From Rubona to Kigali and Back: Week 2 in Rwanda
Updated: May 23
Agahozo Shalom Youth Village, nestled in the hills of rural Rwanda near the village of Rubona, is an incredibly special place for many reasons, some of which we enumerated in our last blog, which you can find here. We wanted to give you all a little more insight into just how specific the care and support of each student is.
Each year a team of recruiters made up of ASYV staff and specialists identify 128 of Rwandan’s most vulnerable young people, including 3 recruited from refugee camps on Rwandan borders, to spend four years living and learning in the village. Upon their arrival, the students are divided into 6 family houses; 4 houses of 20 girls and 2 houses of 24 boys. They recruit 60% female and 40% male to account for the historical inequalities between the genders in Rwanda and the larger continent (and truthfully, the larger world).
These are the houses and families they remain in for their whole time at ASYV. Each of these six houses is headed up by a Mama, a Rwandan woman, often a survivor of the genocide, who spends all four years with her “children”, raising them, caring for them and acting as a constant source of support and love. ASYV intentionally recreates family systems including mamas, siblings, cousins (international fellows), big siblings (ASYV alums/early career staff), aunts/uncles (admin & psycho-social workers) and teachers (respectfully referred to as “teacher”) who each support and guide students on their individual journeys through ASYV
With that level of care, we wanted to be sure to offer the students tools and techniques that supported their self expression, and catered to each as an individual with their own skills and talents. Over the weekend, we introduced ‘Sheet Work’ , a technique that originated from Brittney's research with personal narratives and objects that utilizes a simple white sheet. Sheet work is a transformation tool to support creative expression through the use of props, fluid motion, and endowment. Prior to our exploration with this tool, we invited the students to reflect on what they hold close to them; an item, a memory, a story, etc. One by one, each took to the center of the space to explore using the sheet as a guide to “flow” and express their recollection with words, movements, and imagination.
The individual images they created with the sheet, coupled with the group tableaux they created to convey UNITY, SUPPORT, and ROLE MODEL, absolutely blew us away. We spent the rest of the week implementing that tool, and beginning to divide them into the groups they will be a part of for our final sharing. We utilized a “graffiti wall,” a tool that asked students to brainstorm together without speaking, but rather by responding to written prompts on papers on the wall. Each paper was filled with thoughtful and creative responses to the questions and both the students and staff were delighted with this new tool that they could use in other areas of the village. We ended our shorter work-week with the students with promises that the next week we would focus entirely on the final performances and make sure they were as prepared as possible to share their hard work and talent with the full village community.

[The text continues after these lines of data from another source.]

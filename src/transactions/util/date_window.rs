use chrono::{DateTime, Duration, NaiveDate, TimeZone, Utc};

/// Inclusive `[YYYY-MM-01, YYYY-MM-31]` range, both bounds at midnight UTC.
///
/// The end is always "day 31" of the month. Months with fewer days roll the
/// end forward, so `2022-02` ends on `2022-03-03`. A month that fails to parse
/// produces a window without bounds, which matches no record.
#[derive(Debug, Clone, Copy, PartialEq, Eq)]
pub struct DateWindow {
    pub start: Option<DateTime<Utc>>,
    pub end: Option<DateTime<Utc>>,
}

impl DateWindow {
    pub fn from_month(month: Option<&str>) -> Self {
        let Some(month) = month
        else {
            return Self::invalid();
        };

        let Ok(first) = NaiveDate::parse_from_str(&format!("{}-01", month.trim()), "%Y-%m-%d")
        else {
            return Self::invalid();
        };

        let Some(start) = first.and_hms_opt(0, 0, 0)
        else {
            return Self::invalid();
        };

        let start = Utc.from_utc_datetime(&start);

        Self {
            start: Some(start),
            end: Some(start + Duration::days(30)),
        }
    }

    pub fn invalid() -> Self {
        Self {
            start: None,
            end: None,
        }
    }

    pub fn bounds(&self) -> Option<(DateTime<Utc>, DateTime<Utc>)> {
        match (self.start, self.end) {
            (Some(start), Some(end)) => Some((start, end)),
            _ => None,
        }
    }

    pub fn contains(&self, date: &DateTime<Utc>) -> bool {
        match self.bounds() {
            Some((start, end)) => *date >= start && *date <= end,
            None => false,
        }
    }
}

As soon as we were done with our last class in the village Tuesday night, we were whisked away an hour and a half back to Kigali. We spent 72 incredible hours in the capital city learning more about the history of the country and the cultural initiatives that are taking place all over to support its citizens. We began our first full day at the Kigali Genocide Memorial, paying our respects to the nearly 1 million people who were killed during the 100 days of violence and learning more about the circumstances surrounding the lead up and aftermath in the country. We were so lucky to be invited there by Executive Director of the Aegis Trust and Director of the Kigali Genocide Memorial, Freddy Mutanguha. Aegis Trust works to prevent genocide, crimes against humanity and mass atrocities worldwide. We had the opportunity to talk to the Rwandan-based staff about our work at ASYV, and how we use creativity to tell more comprehensive stories from first-person perspectives. We also got to learn more about the work that is being done by Aegis to support learning throughout the Memorial, and also throughout the country through education and outreach initiatives.

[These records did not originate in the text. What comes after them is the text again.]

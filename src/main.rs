use std::{env, net::SocketAddr, sync::Arc};

#[macro_use]
extern crate lazy_static;

use axum::{http::Method, routing::get, Router};
use tower_http::{
    cors::{Any, CorsLayer},
    trace::TraceLayer,
};
use tracing_subscriber::EnvFilter;

use crate::{
    app::envy::Envy,
    store::{postgres::PgStore, TransactionStore},
};

mod app;
mod store;
mod transactions;

pub struct AppState {
    pub store: Arc<dyn TransactionStore>,
    pub client: reqwest::Client,
    pub envy: Arc<Envy>,
}

pub fn router(state: Arc<AppState>) -> Router {
    let cors = CorsLayer::new()
        .allow_origin(Any)
        .allow_methods([Method::GET]);

    Router::new()
        .route("/", get(app::controller::get_root))
        // seed
        .route(
            "/initialize",
            get(transactions::controller::initialize_database),
        )
        // transactions
        .route(
            "/transactions",
            get(transactions::controller::list_transactions),
        )
        .route("/statistics", get(transactions::controller::get_statistics))
        .route(
            "/bar-chart",
            get(transactions::controller::get_price_range_data),
        )
        .route(
            "/pie-chart",
            get(transactions::controller::get_category_data),
        )
        .route(
            "/combined",
            get(transactions::controller::get_combined_data),
        )
        // layers
        .layer(cors)
        .layer(TraceLayer::new_for_http())
        .with_state(state)
}

async fn shutdown_signal() {
    if let Err(e) = tokio::signal::ctrl_c().await {
        tracing::error!("failed to listen for shutdown signal: {}", e);
    }
    tracing::info!("shutting down");
}

#[tokio::main]
async fn main() {
    // tracing
    tracing_subscriber::fmt()
        .with_env_filter(
            EnvFilter::try_from_default_env().unwrap_or_else(|_| EnvFilter::new("info")),
        )
        .init();

    // environment
    let app_env = env::var("APP_ENV").unwrap_or("development".to_string());
    let _ = dotenvy::from_filename(format!(".env.{}", app_env));
    let envy = match envy::from_env::<Envy>() {
        Ok(config) => config,
        Err(e) => panic!("{:#?}", e),
    };

    // properties
    let port = envy.port.to_owned().unwrap_or(3000);
    let max_connections = envy.database_max_connections.to_owned().unwrap_or(50);

    let store = PgStore::connect(&envy.database_url, max_connections)
        .await
        .expect("failed to connect to database");
    store.init().await.expect("failed to create schema");

    tracing::info!("connected to db");

    let store = Arc::new(store);
    let state = Arc::new(AppState {
        store: store.clone(),
        client: reqwest::Client::new(),
        envy: Arc::new(envy),
    });

    let app = router(state);

    let addr = SocketAddr::from(([0, 0, 0, 0], port));
    tracing::info!("listening on {}", addr);

    if let Err(e) = axum::Server::bind(&addr)
        .serve(app.into_make_service())
        .with_graceful_shutdown(shutdown_signal())
        .await
    {
        tracing::error!("server error: {}", e);
    }

    store.close().await;
    tracing::info!("db pool closed");
}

We also had the opportunity to take a Day Tour of Kigali (from a company run by an ASYV alum), and started at the Nyamirambo Women’s Center (NWC), an organization begun by 18 Rwandese women who created the project to address gender-based violence, gender inequality and discrimination. They provide education and vocational training to women so that they can gain better opportunities for employment, and support local initiatives around Kigali’s oldest neighborhood. We also visited Question Coffee, a local initiative investing in women farmers in the coffee industry to increase economic independence for themselves and their families, Inema Arts Center, a modern art gallery that turns trash into treasure, and Kimironko Market, to get all of our souvenirs from the stall belonging to the sister of one of our ASYV staff friends - in Kigali it seems all roads connect back to the village!

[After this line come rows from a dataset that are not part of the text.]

use std::borrow::Cow;

use chrono::{DateTime, Utc};
use serde::Deserialize;
use serde_json::Value;
use validator::{Validate, ValidationError};

use crate::transactions::util::{lenient, numeric::parse_price};

/// One record of the upstream seed dataset. Extra upstream fields are ignored
/// and fields other than `price` are cast leniently.
#[derive(Debug, Clone, Deserialize, Validate)]
#[serde(rename_all = "camelCase")]
pub struct SeedTransactionDto {
    #[serde(default, deserialize_with = "lenient::string_or_none")]
    pub title: Option<String>,
    #[serde(default, deserialize_with = "lenient::string_or_none")]
    pub description: Option<String>,
    #[serde(default)]
    #[validate(custom(function = "validate_price"))]
    pub price: Value,
    #[serde(default, deserialize_with = "lenient::date_time_or_none")]
    pub date_of_sale: Option<DateTime<Utc>>,
    #[serde(default, deserialize_with = "lenient::string_or_none")]
    pub category: Option<String>,
    #[serde(default, deserialize_with = "lenient::bool_or_none")]
    pub sold: Option<bool>,
}

fn validate_price(value: &Value) -> Result<(), ValidationError> {
    if parse_price(value).is_some() {
        return Ok(());
    }

    let shown = match value {
        Value::String(s) => s.to_string(),
        other => other.to_string(),
    };

    let mut error = ValidationError::new("price");
    error.message = Some(Cow::from(format!("{} is not a valid number!", shown)));

    return Err(error);
}
use serde::Deserialize;

use crate::transactions::{util::numeric::parse_positive, DEFAULT_PAGE, DEFAULT_PER_PAGE};

/// Raw `/transactions` query. Values stay strings so malformed input falls
/// back to defaults instead of rejecting the request.
#[derive(Debug, Default, Deserialize)]
#[serde(rename_all = "camelCase")]
pub struct GetTransactionsFilterDto {
    pub search: Option<String>,
    pub page: Option<String>,
    pub per_page: Option<String>,
}

impl GetTransactionsFilterDto {
    pub fn search(&self) -> Option<&str> {
        self.search.as_deref().filter(|s| !s.is_empty())
    }

    pub fn page(&self) -> i64 {
        parse_positive(self.page.as_deref(), DEFAULT_PAGE)
    }

    pub fn per_page(&self) -> i64 {
        parse_positive(self.per_page.as_deref(), DEFAULT_PER_PAGE)
    }

    pub fn skip(&self) -> i64 {
        (self.page() - 1).saturating_mul(self.per_page())
    }
}

#[cfg(test)]
mod tests {
    use super::*;

    #[test]
    fn defaults_apply_when_absent_or_malformed() {
        let dto = GetTransactionsFilterDto::default();
        assert_eq!((dto.page(), dto.per_page(), dto.skip()), (1, 10, 0));
        assert_eq!(dto.search(), None);

        let dto = GetTransactionsFilterDto {
            search: Some(String::new()),
            page: Some("two".to_string()),
            per_page: Some("0".to_string()),
        };
        assert_eq!((dto.page(), dto.per_page(), dto.skip()), (1, 10, 0));
        assert_eq!(dto.search(), None);
    }

    #[test]
    fn skip_is_offset_of_page() {
        let dto = GetTransactionsFilterDto {
            search: Some("bag".to_string()),
            page: Some("3".to_string()),
            per_page: Some("5".to_string()),
        };

        assert_eq!(dto.skip(), 10);
        assert_eq!(dto.search(), Some("bag"));
    }
}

So here we are, back at ASYV looking forward to the last week of our process with the students, as we convert their weeks of workshops and skill-building activities into a final performance for Village Time. Village Time is a weekly celebration of arts and culture at ASYV, kind of like a weekly talent show, with far more exuberance and camaraderie than we knew to expect! Our 100 students will perform their final pieces at a Village Time on Friday 5/26, and we are so looking forward to sharing their hard work and creativity with the rest of the village.